* _Exercise instructions_:
Write exactly, with no line omitted or added, the span beginning at the line that holds "rx.await.map_err(|_| PlatformError::WorkerUnavailable)?" and ending at the last line of the records.

Exercise materials START

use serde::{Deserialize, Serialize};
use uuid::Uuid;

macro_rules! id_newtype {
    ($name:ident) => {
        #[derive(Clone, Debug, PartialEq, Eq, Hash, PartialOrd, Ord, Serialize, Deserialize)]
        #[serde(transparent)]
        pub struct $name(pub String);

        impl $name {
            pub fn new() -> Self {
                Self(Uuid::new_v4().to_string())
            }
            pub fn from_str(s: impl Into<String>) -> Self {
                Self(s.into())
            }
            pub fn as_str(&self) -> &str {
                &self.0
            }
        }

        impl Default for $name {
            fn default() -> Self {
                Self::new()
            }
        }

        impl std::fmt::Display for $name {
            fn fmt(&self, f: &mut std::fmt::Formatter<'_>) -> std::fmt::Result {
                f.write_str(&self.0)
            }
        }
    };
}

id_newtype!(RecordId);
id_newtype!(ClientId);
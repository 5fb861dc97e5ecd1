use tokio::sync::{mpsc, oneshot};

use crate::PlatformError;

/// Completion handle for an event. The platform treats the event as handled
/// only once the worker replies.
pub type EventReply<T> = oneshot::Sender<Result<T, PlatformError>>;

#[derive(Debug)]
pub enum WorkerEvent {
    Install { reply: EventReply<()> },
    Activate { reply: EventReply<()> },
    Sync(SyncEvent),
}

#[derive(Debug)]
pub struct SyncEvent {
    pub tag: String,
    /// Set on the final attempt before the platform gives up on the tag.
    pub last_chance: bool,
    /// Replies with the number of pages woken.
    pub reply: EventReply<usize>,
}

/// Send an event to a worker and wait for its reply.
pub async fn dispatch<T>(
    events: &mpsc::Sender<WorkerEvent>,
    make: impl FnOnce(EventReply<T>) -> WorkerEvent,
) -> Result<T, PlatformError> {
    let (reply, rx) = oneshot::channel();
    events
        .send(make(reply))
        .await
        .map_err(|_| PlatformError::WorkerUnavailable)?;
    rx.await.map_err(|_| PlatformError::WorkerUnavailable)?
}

Exercise materials END

* _Response for this exercise_:
    rx.await.map_err(|_| PlatformError::WorkerUnavailable)?
}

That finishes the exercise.